Tuesday, June 28, 2011

Best Laid Plans...

I had a really great post planned for today.  Honest, I did.  It was all about chicken, and how chicken is my comfort food.  It was going to be great.  I had even started writing it.  I had three different chicken recipes I was going to include.  I butterflied a chicken all on my own for the first time ever and I was very proud of that.

I am sure that it will get posted some day.

But not today.  Because last night, while cooking the best and finest of my three chicken recipes - what was supposed to be Greek chicken - we had a massive grease fire.  My house is fine.  I'm fine.  My husband is fine.  The chicken was edible (barely).  The grill is dead.  Seriously.  The fire burned through metal parts. I regret for the sake of this blog that I was in too much of a state of panic to think to take pictures.  It was out of control.

So, I thought I should take this opportunity to talk a little about kitchen safety.  Especially outdoor kitchen safety.  Specifically: clean your grease trap out, people.  And not once every other year, either.

I'm fortunate because my father and step mother are Volunteer Fire-Fighters for the city of Elm Grove.  This fire was what I would refer to as a "raging inferno," and someone had to be called.  If I couldn't have called home, I would have had to call 911.  And that would have been embarrassing. 
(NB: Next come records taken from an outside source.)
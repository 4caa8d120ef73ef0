//! End-to-end workspace lifecycle against real git
//!
//! init -> add (shared and standalone) -> re-add, checking the committed
//! history through git2 after every step.

use std::fs;
use std::path::{Path, PathBuf};

use gitws_core::{CarryOver, Error, Topology, WrapperBuilder, init_workspace, list_wrappers};
use gitws_git::commits;
use gitws_test_utils::git::{open_repo, test_git, upstream_repo, upstream_repo_with_files};
use pretty_assertions::assert_eq;
use regex::Regex;
use tempfile::TempDir;

struct Fixture {
    temp: TempDir,
    root: PathBuf,
}

impl Fixture {
    fn new(topology: Topology) -> Self {
        let temp = TempDir::new().unwrap();
        let report = init_workspace(temp.path(), "myworkspace", topology, &test_git()).unwrap();
        Self {
            root: report.root,
            temp,
        }
    }

    fn upstream(&self, name: &str, files: &[(&str, &str)]) -> String {
        let path = self.temp.path().join("upstream").join(name);
        if files.is_empty() {
            upstream_repo(&path);
        } else {
            upstream_repo_with_files(&path, files);
        }
        path.to_string_lossy().into_owned()
    }

    fn add(&self, url: &str) -> gitws_core::Result<gitws_core::WrapperReport> {
        WrapperBuilder::new(&self.root, &test_git()).build(url)
    }
}

fn head_message(repo: &Path) -> String {
    commits::head_commit(repo).unwrap().unwrap().message
}

// =============================================================================
// init
// =============================================================================

#[test]
fn test_init_makes_one_commit() {
    let ws = Fixture::new(Topology::Shared);

    assert!(ws.root.join("repos/.gitkeep").is_file());
    assert!(ws.root.join("scripts").is_dir());
    assert_eq!(commits::commit_count(&ws.root).unwrap(), 1);
    assert_eq!(head_message(&ws.root), "Initial workspace setup");

    let changed = commits::head_changed_paths(&ws.root).unwrap();
    assert_eq!(
        changed,
        vec![".gitignore", "README.md", "repos/.gitkeep", "workspace.toml"]
    );
}

#[test]
fn test_second_init_fails() {
    let ws = Fixture::new(Topology::Shared);

    let result = init_workspace(ws.temp.path(), "myworkspace", Topology::Shared, &test_git());

    assert!(matches!(result, Err(Error::WorkspaceExists { .. })));
    assert_eq!(commits::commit_count(&ws.root).unwrap(), 1);
}

#[test]
fn test_init_completes_after_failed_commit() {
    let temp = TempDir::new().unwrap();
    let unsigned = test_git()
        .with_config("commit.gpgsign", "true")
        .with_config("gpg.program", "false");

    let first = init_workspace(temp.path(), "ws", Topology::Shared, &unsigned);
    assert!(matches!(first, Err(Error::GitCommit { .. })));

    let report = init_workspace(temp.path(), "ws", Topology::Shared, &test_git()).unwrap();

    assert_eq!(commits::commit_count(&report.root).unwrap(), 1);
    assert_eq!(head_message(&report.root), "Initial workspace setup");
    assert_eq!(
        commits::head_changed_paths(&report.root).unwrap(),
        vec![".gitignore", "README.md", "repos/.gitkeep", "workspace.toml"]
    );
}

// =============================================================================
// add, shared topology
// =============================================================================

#[test]
fn test_shared_add_is_one_commit_at_workspace_root() {
    let ws = Fixture::new(Topology::Shared);
    let url = ws.upstream("project", &[]);

    let report = ws.add(&url).unwrap();

    assert_eq!(report.name, "project");
    assert_eq!(report.carry_over, Some(CarryOver::Skipped));
    assert_eq!(commits::commit_count(&ws.root).unwrap(), 2);
    assert_eq!(
        head_message(&ws.root),
        "Add project repository with development wrapper"
    );

    let changed = commits::head_changed_paths(&ws.root).unwrap();
    for expected in [
        ".gitmodules",
        "repos/project/.gitignore",
        "repos/project/README.md",
        "repos/project/repo",
    ] {
        assert!(changed.contains(&expected.to_string()), "{expected} missing from {changed:?}");
    }
    assert!(ws.root.join("repos/project/repo/README.md").is_file());

    let gitmodules = fs::read_to_string(ws.root.join(".gitmodules")).unwrap();
    assert!(gitmodules.contains("path = repos/project/repo"), "{gitmodules}");
}

#[test]
fn test_shared_add_renders_clone_date() {
    let ws = Fixture::new(Topology::Shared);
    let url = ws.upstream("dated", &[]);

    ws.add(&url).unwrap();

    let readme = fs::read_to_string(ws.root.join("repos/dated/README.md")).unwrap();
    let pattern = Regex::new(r"Added: \d{4}-\d{2}-\d{2} \d{2}:\d{2}:\d{2}\n").unwrap();
    assert!(pattern.is_match(&readme), "{readme}");
    assert!(readme.contains(&url));
}

#[test]
fn test_shared_add_commits_carried_over_local() {
    let ws = Fixture::new(Topology::Shared);
    let url = ws.upstream(
        "service",
        &[
            ("local/dev.env", "PORT=8080\n"),
            ("local/seed/data.sql", "-- seed\n"),
            ("local/.env.local", "SECRET=1\n"),
            ("local/build.log", "ok\n"),
        ],
    );

    let report = ws.add(&url).unwrap();

    assert_eq!(report.carry_over, Some(CarryOver::Copied));
    let changed = commits::head_changed_paths(&ws.root).unwrap();
    for expected in [
        "repos/service/local/.env.local",
        "repos/service/local/build.log",
        "repos/service/local/dev.env",
        "repos/service/local/seed/data.sql",
    ] {
        assert!(changed.contains(&expected.to_string()), "{expected} missing from {changed:?}");
    }
}

#[test]
fn test_adding_same_repository_twice_fails_at_submodule() {
    let ws = Fixture::new(Topology::Shared);
    let url = ws.upstream("twice", &[]);
    ws.add(&url).unwrap();

    let result = ws.add(&url);

    assert!(matches!(result, Err(Error::Submodule { .. })));
    assert_eq!(commits::commit_count(&ws.root).unwrap(), 2);
}

#[test]
fn test_unreachable_repository_fails_without_commit() {
    let ws = Fixture::new(Topology::Shared);
    let missing = ws.temp.path().join("upstream/missing");

    let result = ws.add(&missing.to_string_lossy());

    assert!(matches!(result, Err(Error::Submodule { .. })));
    assert_eq!(commits::commit_count(&ws.root).unwrap(), 1);
}

// =============================================================================
// add, standalone topology
// =============================================================================

#[test]
fn test_standalone_wrapper_has_own_history() {
    let ws = Fixture::new(Topology::Standalone);
    let url = ws.upstream("widget", &[("local/ignored.txt", "x")]);

    let report = ws.add(&url).unwrap();

    let wrapper = ws.root.join("repos/widget");
    assert_eq!(report.commit_root, wrapper);
    assert!(open_repo(&wrapper).workdir().is_some());
    assert_eq!(commits::commit_count(&wrapper).unwrap(), 1);
    assert_eq!(commits::commit_count(&ws.root).unwrap(), 1);

    let changed = commits::head_changed_paths(&wrapper).unwrap();
    for expected in [".gitmodules", "README.md", "local/.gitkeep", "src"] {
        assert!(changed.contains(&expected.to_string()), "{expected} missing from {changed:?}");
    }
    assert!(!wrapper.join("local/ignored.txt").exists());
}

// =============================================================================
// list
// =============================================================================

#[test]
fn test_list_reports_added_wrappers() {
    let ws = Fixture::new(Topology::Shared);
    let first = ws.upstream("bravo", &[]);
    let second = ws.upstream("alpha", &[]);
    ws.add(&first).unwrap();
    ws.add(&second).unwrap();

    let entries = list_wrappers(&ws.root).unwrap();

    let names: Vec<_> = entries.iter().map(|e| e.name.as_str()).collect();
    assert_eq!(names, vec!["alpha", "bravo"]);
    assert!(entries.iter().all(|e| e.nested.is_some()));
}
//! Repository URL to wrapper name mapping

use crate::{Error, Result};

/// Derive the canonical wrapper name from a repository URL.
///
/// A trailing `.git` is dropped, then the last `/`-separated segment is the
/// name. Fails with [`Error::InvalidUrl`] when that segment is empty, or is
/// `.` or `..` and would escape the `repos/` directory.
///
/// ```
/// use gitws_core::resolve_repo_name;
///
/// assert_eq!(resolve_repo_name("https://example.com/org/project.git").unwrap(), "project");
/// assert_eq!(resolve_repo_name("git@example.com:org/project").unwrap(), "project");
/// assert!(resolve_repo_name("https://example.com/org/").is_err());
/// ```
pub fn resolve_repo_name(url: &str) -> Result<String> {
    let trimmed = url.strip_suffix(".git").unwrap_or(url);
    let name = trimmed.rsplit('/').next().unwrap_or_default();

    if name.is_empty() || name == "." || name == ".." {
        return Err(Error::InvalidUrl {
            url: url.to_string(),
        });
    }

    Ok(name.to_string())
}

/// Upper-case the first letter of every word.
///
/// Words are runs of alphanumerics and underscores, so `my-workspace`
/// becomes `My-Workspace`. The rest of each word is left as is.
///
/// Every other character, including non-ASCII punctuation such as `·`, ends a
/// word. First letters are upper-cased, not title-cased, so a digraph like
/// `ǆ` becomes `Ǆ` rather than `ǅ`.
pub fn title_case(name: &str) -> String {
    let mut result = String::with_capacity(name.len());
    let mut at_word_start = true;

    for c in name.chars() {
        let in_word = c.is_alphanumeric() || c == '_';
        if in_word && at_word_start {
            result.extend(c.to_uppercase());
        } else {
            result.push(c);
        }
        at_word_start = !in_word;
    }

    result
}
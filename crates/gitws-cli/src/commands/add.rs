//! Add command implementation

use std::path::Path;

use colored::Colorize;
use gitws_core::{CarryOver, WrapperBuilder};
use gitws_git::VersionControl;

use super::print_head_commit;
use crate::error::Result;

/// Run the add command against the workspace at `workspace_root`
pub fn run_add(workspace_root: &Path, url: &str, vcs: &dyn VersionControl) -> Result<()> {
    println!("{} Adding {}...", "=>".blue().bold(), url.cyan());

    let report = WrapperBuilder::new(workspace_root, vcs).build(url)?;

    if report.carry_over == Some(CarryOver::Copied) {
        println!("Copied local/ directory from repository to wrapper");
    }

    print_head_commit(&report.commit_root);
    println!(
        "{} Successfully added repository '{}' to workspace as a submodule",
        "OK".green().bold(),
        report.name
    );
    Ok(())
}
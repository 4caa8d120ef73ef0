//! Where template bodies come from

use std::fs;
use std::io;
use std::path::PathBuf;

use crate::embedded;
use crate::{Error, Result};

/// Storage for template bodies addressed by `folder/name` identifiers.
pub trait TemplateSource {
    /// Identifiers of every template directly under `folder`, sorted.
    fn list_templates(&self, folder: &str) -> Result<Vec<String>>;

    /// Raw body of the template `id`.
    fn get_template(&self, id: &str) -> Result<String>;
}

/// Templates compiled into the binary.
#[derive(Debug, Default, Clone, Copy)]
pub struct EmbeddedTemplates;

impl TemplateSource for EmbeddedTemplates {
    fn list_templates(&self, folder: &str) -> Result<Vec<String>> {
        let prefix = format!("{folder}/");
        let mut ids: Vec<String> = embedded::ALL
            .iter()
            .map(|(id, _)| *id)
            .filter(|id| id.strip_prefix(&prefix).is_some_and(|rest| !rest.contains('/')))
            .map(str::to_string)
            .collect();

        if ids.is_empty() {
            return Err(Error::List {
                folder: folder.to_string(),
                source: io::Error::new(io::ErrorKind::NotFound, "no embedded templates"),
            });
        }

        ids.sort();
        Ok(ids)
    }

    fn get_template(&self, id: &str) -> Result<String> {
        embedded::ALL
            .iter()
            .find(|(name, _)| *name == id)
            .map(|(_, body)| body.to_string())
            .ok_or_else(|| Error::NotFound { id: id.to_string() })
    }
}

/// Templates read from `<root>/<folder>/<name>` on disk.
///
/// Subdirectories of a folder are ignored.
#[derive(Debug, Clone)]
pub struct DirectoryTemplates {
    root: PathBuf,
}

impl DirectoryTemplates {
    pub fn new(root: impl Into<PathBuf>) -> Self {
        Self { root: root.into() }
    }
}

impl TemplateSource for DirectoryTemplates {
    fn list_templates(&self, folder: &str) -> Result<Vec<String>> {
        let list_err = |source| Error::List {
            folder: folder.to_string(),
            source,
        };

        let dir = self.root.join(folder);
        let mut ids = Vec::new();
        for entry in fs::read_dir(&dir).map_err(list_err)? {
            let entry = entry.map_err(list_err)?;
            if entry.file_type().map_err(list_err)?.is_dir() {
                continue;
            }
            ids.push(format!("{folder}/{}", entry.file_name().to_string_lossy()));
        }

        ids.sort();
        Ok(ids)
    }

    fn get_template(&self, id: &str) -> Result<String> {
        let path = self.root.join(id);
        fs::read_to_string(&path).map_err(|e| {
            tracing::debug!(path = %path.display(), error = %e, "Template unreadable");
            Error::NotFound { id: id.to_string() }
        })
    }
}
//! git-workspace CLI
//!
//! Creates workspaces and wraps git repositories added to them.

mod cli;
mod commands;
mod error;

use std::path::PathBuf;

use clap::Parser;
use colored::Colorize;
use tracing::Level;
use tracing_subscriber::FmtSubscriber;

use cli::{Cli, Commands};
use error::Result;

fn main() {
    if let Err(e) = run() {
        eprintln!("{}: {}", "error".red().bold(), e);
        std::process::exit(1);
    }
}

fn run() -> Result<()> {
    let cli = Cli::parse();

    // Setup tracing if verbose
    if cli.verbose {
        let subscriber = FmtSubscriber::builder()
            .with_max_level(Level::DEBUG)
            .with_target(true)
            .with_writer(std::io::stderr)
            .finish();
        if tracing::subscriber::set_global_default(subscriber).is_err() {
            eprintln!("{} tracing already initialized", "warning:".yellow().bold());
        }
        tracing::debug!("Verbose mode enabled");
    }

    let dir = match cli.directory {
        Some(dir) => dir,
        None => std::env::current_dir()?,
    };

    match cli.command {
        Some(cmd) => execute_command(cmd, dir),
        None => {
            println!("{} workspace manager", "git-workspace".green().bold());
            println!();
            println!("Run {} for available commands.", "git-workspace --help".cyan());
            Ok(())
        }
    }
}

fn execute_command(cmd: Commands, dir: PathBuf) -> Result<()> {
    let git = gitws_git::GitCli::new();
    match cmd {
        Commands::Init { name, topology } => commands::run_init(&dir, &name, &topology, &git),
        Commands::Add { url } => commands::run_add(&dir, &url, &git),
        Commands::List => commands::run_list(&dir),
        Commands::Version => {
            commands::run_version();
            Ok(())
        }
    }
}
I walked into my back yard to find black smoke pouring out of my grill and flames shooting out any cracks they could find.  My first instinct was to open the lid, my brain saying, "hey, that looks like it's on fire.  Is it really on fire?  Well say, I guess it is!"  And then I proceeded to shut the lid and turn off all the gas.  My husband had the presence of mind to turn off the gas tank as well.  And then we stood there.  Black smoke still poured out the top.  Flames still shot out any cracks they could find.  "Hey" (in my brain again) "that looks like it's still on fire.  Is it really still on fire?"  My husband opened the lid to check.  This was the WRONG choice.  Air shot in and fed the flames and the grill sent out a huge fireball which I am surprised did not burn my poor husband's eyebrows off.  My poor husband who, I should mention, graciously (and wrongfully) took all the blame and all my anger when I was SUPER PISSED that my chicken was now inside of a giant fireball.  

Here are the rules for fighting a grease fire (many thanks to Fire-Fighting Step Mom!):

  • Don't panic!
  • If fire is threatening to spread to other structures, call 9-1-1!
  • Grease fires and water do not mix!
  • If it is safe to do so, turn off the propane gas, and close the lid.  Limit oxygen, and limit fuel.
  • Use a chemical fire extinguisher if you have one.
 So, as I understand it, here are the steps I should have taken:

1. Recognize that grill is on fire.  Do not feel need to open grill to check.
2. Turn off gas burners.  Turn off propane tank at tank.
3. Continue to recognize grill is on fire, and continue to NOT open grill to check on this.
4. Allow fire to go out on its own.  Keep a hose near by and be prepared to call 911 immediately if fire spreads to any other area.
  • Misc fire facts:
    In 2004-2008, U.S. fire departments responded to an average of 7,700 home fires involving grills, hibachis or barbecues per year, including an average of 3,200 structure fires and 4,500 outside fires. These 7,700 fires caused an annual average of 13 civilian deaths, 120 civilian injuries and $70 million in direct property damage.
The one thing I was very concerned about was sparks dropping from the grease trap down onto the propane tank.  I was sure that thing was going to explode.  However, I have since learned that it is very hard to explode a propane tank.  So that was panic not well directed.

In conclusion: house = fine, people = fine, grill = dead.  But I get a new grill, so, really, that is better than fine!!

And here is your recipe:

(Really, Really, REALLY) Blackened Chicken
  • 1 chicken, any size, butterflied (because why not be fancy?) (L)
  • Seasoning if you feel like it; doesn't really matter by the end of the night (some of it was L)
  • Old ass grill
Use grill extensively and don't clean out grease trap.  Place chicken on grill and have a big roaring grease fire.  Follow steps above for grease fires carefully.  Once fire is extinguished, pull chicken off grill.  Don't be surprised if the wings and legs are burned right through the bone.  Be prepared to finish the chicken in the oven, because it's probably still raw in the middle.  Eat the inside parts, not the charred parts, because burned meat causes cancer.
    "If life gives you chicken charcoal, set a really
    pretty table."  That's a saying, right?


    1. Well Done Kate. (The blog article/receipe, and the chicken!)


    2. Thank God for firefighters and their knowledge. Good thing your flare-up was contained.

      Better luck with your next chicken!